Transgender community are experiencing a huge disparity in mental health condition compared with the general population. Interpreting the social medial data posted by transgender people may help us understand the sentiments of these sexual minority group better and apply early interventions. In this study, we manually categorize 300 social media comments posted by transgender people to the sentiment of negative, positive and neutral. 5 machine learning algorithms and 2 deep neural networks are adopted to build sentiment analysis classifiers based on the annotated data. Results show that our annotations are reliable with a high Cohen’s Kappa score over 0.8 across all three classes. LSTM model yields an optimal performance of accuracy over 0.85 and AUC of 0.876. Our next step will focus on using advanced natural language processing algorithms on larger annotated dataset.

1 Introduction

Transgender is defined as a person whose gender self-identity differs from their birth sex[17]. Many transgender people experience serious gender dysphoria [3], which is a depression feeling due to the sexual mismatch between their self-identity and assigned sex. Therefore, medical treatments such as hormone replacement therapy or psychotherapy, are commonly sought by transgender people. According to research by Amnesty International [18], about 0.3% of the EU’s population is transgender, accounting for 1.5 million people. In Unites States, an estimated proportion of 0.5 to 0.6% population are identified as transgender. In other countries or regions, the statistics of transgender are less reported, due to culture difference, religion reason or other reality obstacles.

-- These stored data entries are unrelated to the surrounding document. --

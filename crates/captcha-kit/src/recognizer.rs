use std::collections::HashMap;
use std::sync::Mutex;

use serde::{Deserialize, Serialize};

#[cfg(feature = "tracing")]
use tracing::instrument;

use captcha_kit_core::{composite_on_white, filter_by_colors, HsvRange, Raster};
use captcha_kit_ocr::{
    classify_probability, decode_greedy, AllowedIndexSet, Charset, ClassificationResult,
    ModelConfig, RangeSpec, RecognitionInput, ScoreTensor,
};

use crate::session::{run_locked, InferenceSession};
use crate::KitError;

/// Optional preprocessing applied before recognition.
#[derive(Clone, Debug, Default, PartialEq, Serialize, Deserialize)]
#[serde(default)]
pub struct ClassifyOptions {
    /// Composite transparent images over white first.
    pub png_fix: bool,
    /// Keep only pixels in these named HSV ranges; empty disables filtering.
    pub colors: Vec<String>,
    /// Ranges overriding the built-in table for the same names.
    pub color_ranges: HashMap<String, HsvRange>,
}

/// Text recognizer around a CTC-style model.
pub struct Recognizer<S> {
    session: Mutex<S>,
    charset: Charset,
    input: RecognitionInput,
    ranges: Option<AllowedIndexSet>,
}

impl<S: InferenceSession> Recognizer<S> {
    /// Recognizer with the default 64-pixel-high grayscale input.
    pub fn new(session: S, charset: Charset) -> Self {
        Self::with_input(session, charset, RecognitionInput::default())
    }

    pub fn with_input(session: S, charset: Charset, input: RecognitionInput) -> Self {
        Self {
            session: Mutex::new(session),
            charset,
            input,
            ranges: None,
        }
    }

    /// Recognizer for a custom exported model and its JSON description.
    pub fn from_model_config(session: S, config: &ModelConfig) -> Result<Self, KitError> {
        let charset = config.charset()?;
        let input = config.recognition_input()?;
        Ok(Self::with_input(session, charset, input))
    }

    pub fn charset(&self) -> &Charset {
        &self.charset
    }

    pub fn input(&self) -> &RecognitionInput {
        &self.input
    }

    /// Active character restriction, if any.
    pub fn ranges(&self) -> Option<&AllowedIndexSet> {
        self.ranges.as_ref()
    }

    /// Restrict decoding to the characters of `range`.
    pub fn set_ranges(&mut self, range: impl Into<RangeSpec>) {
        let set = range.into().resolve(&self.charset);
        log::debug!("restricting recognizer to {} charset indices", set.len());
        self.ranges = Some(set);
    }

    pub fn clear_ranges(&mut self) {
        self.ranges = None;
    }

    /// Recognize the text in `raster`.
    #[cfg_attr(
        feature = "tracing",
        instrument(level = "info", skip(self, raster, options), fields(w = raster.width(), h = raster.height()))
    )]
    pub fn classify(&self, raster: &Raster, options: &ClassifyOptions) -> Result<String, KitError> {
        let prepared = preprocess(raster, options);
        let output = run_locked(&self.session, &self.input.prepare(&prepared))?;
        let scores = ScoreTensor::from_tensor(&output)?;
        Ok(decode_greedy(&scores, &self.charset, self.ranges.as_ref()))
    }

    /// Recognize `raster` and also return the per-step class distribution.
    pub fn classify_probability(&self, raster: &Raster) -> Result<ClassificationResult, KitError> {
        let output = run_locked(&self.session, &self.input.prepare(raster))?;
        let scores = ScoreTensor::from_tensor(&output)?;
        Ok(classify_probability(
            &scores,
            &self.charset,
            self.ranges.as_ref(),
        ))
    }
}

fn preprocess(raster: &Raster, options: &ClassifyOptions) -> Raster {
    let mut img = if options.png_fix {
        composite_on_white(raster)
    } else {
        raster.clone()
    };
    if !options.colors.is_empty() {
        let names: Vec<&str> = options.colors.iter().map(String::as_str).collect();
        img = filter_by_colors(&img, &names, Some(&options.color_ranges));
    }
    img
}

According to the research of National Center for Transgender Equality (NCTE) [9], transgender community experience a huge disparity in healthcare access, employment, and criminal justice system. To be detailed, 14% of the transgender people are unemployed which is double of the rate in general population; 19% transgender people have been refused to be provided health care; approximately one-fifth of the community have reported being harassed by police. Most of these huge disparity are caused by the discrimination from people with other sexual orientations. Besides this, transgender people are also experiencing serious mental health challenges. Transgender itself is not a mental disorder. However, gender dysphoria will make people have depression and distressing feelings. Moreover, the confusion of self-identification and misunderstand from others will enhance this disorder. This mental health problem will result in unexpected health outcomes even suicide [12]. 41% of transgender individuals have attempted suicide found by the study of NCTE.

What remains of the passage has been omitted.